Among the polymorphisms previously described to modulate viral infectivity, compensatory mutation S138A [19] was detected in 5/9 escape Envs from patient B, in 9/10 intermediate and late escape Envs from patient D (but in none of the early escape Envs) and in all viral escape clones from patient E (Table S1). In all patients, however, the RIs of variants carrying the S138A mutation were comparable to those of variants carrying wild-type S138 (Fig. 3 and Table S1), suggestive that the relative contribution of the S138A substitution to infectivity rescue might also involve other determinants. Other mutations included substitutions N125D [29], [38] (patients A, B and C), N125S and N126K [37], [39], [40] (patient D) and E137K [41], [42] (patient E) (Table S1). The N125D/S polymorphisms within HR2 were detected in both baseline and escape clones, arguing against them playing a pivotal role in restoring infectivity. For patient E, the impact of E137K is difficult to evaluate as only intermediate clones were recovered and as gains in viral infectivity seem to map to env determinants outside of HR1–HR2 (Fig. 3.E). In contrast, the N126K compensatory mutation in patient D viruses was detected exclusively in on-treatment viral sequences, pointing to it as a presumed contributor to the parallel infectivity gains of HR1–HR2 and full Env recombinants. Taken together, our data suggest that both compensatory mutations within HR1–HR2 (N126K for patient D, yet unidentified determinants for patient C) and the env genetic context (patients A, B and E) contribute to increased viral infectivity.
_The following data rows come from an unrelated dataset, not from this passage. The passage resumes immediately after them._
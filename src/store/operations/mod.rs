// Store operations

pub mod messages;
pub mod users;

pub use messages::{get_history, insert_message};
pub use users::{create_user, get_user_by_email};
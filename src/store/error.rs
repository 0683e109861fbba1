use std::fmt;

/// Result type for chat store operations
pub type Result<T> = std::result::Result<T, Error>;

/// Error types for chat store operations
#[derive(Debug)]
pub enum Error {
    /// A user with the same email already exists
    DuplicateEmail(String),

    /// Validation error - invalid input data
    ValidationError(String),

    /// Connection error - database unreachable or authentication failure
    ConnectionError(String),

    /// Database error - SQL errors, constraint violations
    DatabaseError(String),

    /// Pool error - connection pool issues
    PoolError(String),
}

impl fmt::Display for Error {
    fn fmt(&self, f: &mut fmt::Formatter<'_>) -> fmt::Result {
        match self {
            Error::DuplicateEmail(email) => {
                write!(f, "A user with email '{}' already exists", email)
            }
            Error::ValidationError(msg) => write!(f, "Validation error: {}", msg),
            Error::ConnectionError(msg) => write!(f, "Connection error: {}", msg),
            Error::DatabaseError(msg) => write!(f, "Database error: {}", msg),
            Error::PoolError(msg) => write!(f, "Pool error: {}", msg),
        }
    }
}

impl std::error::Error for Error {}

/// Convert tokio-postgres errors to chat store errors
impl From<tokio_postgres::Error> for Error {
    fn from(err: tokio_postgres::Error) -> Self {
        if let Some(db_error) = err.as_db_error() {
            // Return the actual database error message
            return Error::DatabaseError(format!(
                "{}: {}",
                db_error.code().code(),
                db_error.message()
            ));
        }

        // For non-database errors, show the full error
        Error::DatabaseError(format!("{:?}", err))
    }
}

/// Convert deadpool errors to chat store errors
impl From<deadpool_postgres::PoolError> for Error {
    fn from(err: deadpool_postgres::PoolError) -> Self {
        Error::PoolError(err.to_string())
    }
}

/// Convert deadpool build errors to chat store errors
impl From<deadpool_postgres::BuildError> for Error {
    fn from(err: deadpool_postgres::BuildError) -> Self {
        Error::ConnectionError(err.to_string())
    }
}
Phylogenetic analysis of full env sequences

Phylogenetic analyses were performed to dissect the relative contributions of resistance and of infectivity to selective evolution under prolonged enfuvirtide pressure.

For patients A and B, all the clones (baseline and post-treatment failure) were intermingled, suggesting that these viral populations explored different evolutionary routes. Early resistance mutations (G36D and N42S+N43D) conferred high level resistance (>100-fold) and persisted throughout treatment (Fig. 4.A and B). For patient B, week 45 clones grouped on one branch and were related to pre-treatment clone −5.16 and early clone 16.1. The gain in infectivity of intermediate clones relative to the early clones was higher than the gain in resistance, suggesting that the evolutionary paths embraced must have favored infectivity adjustments.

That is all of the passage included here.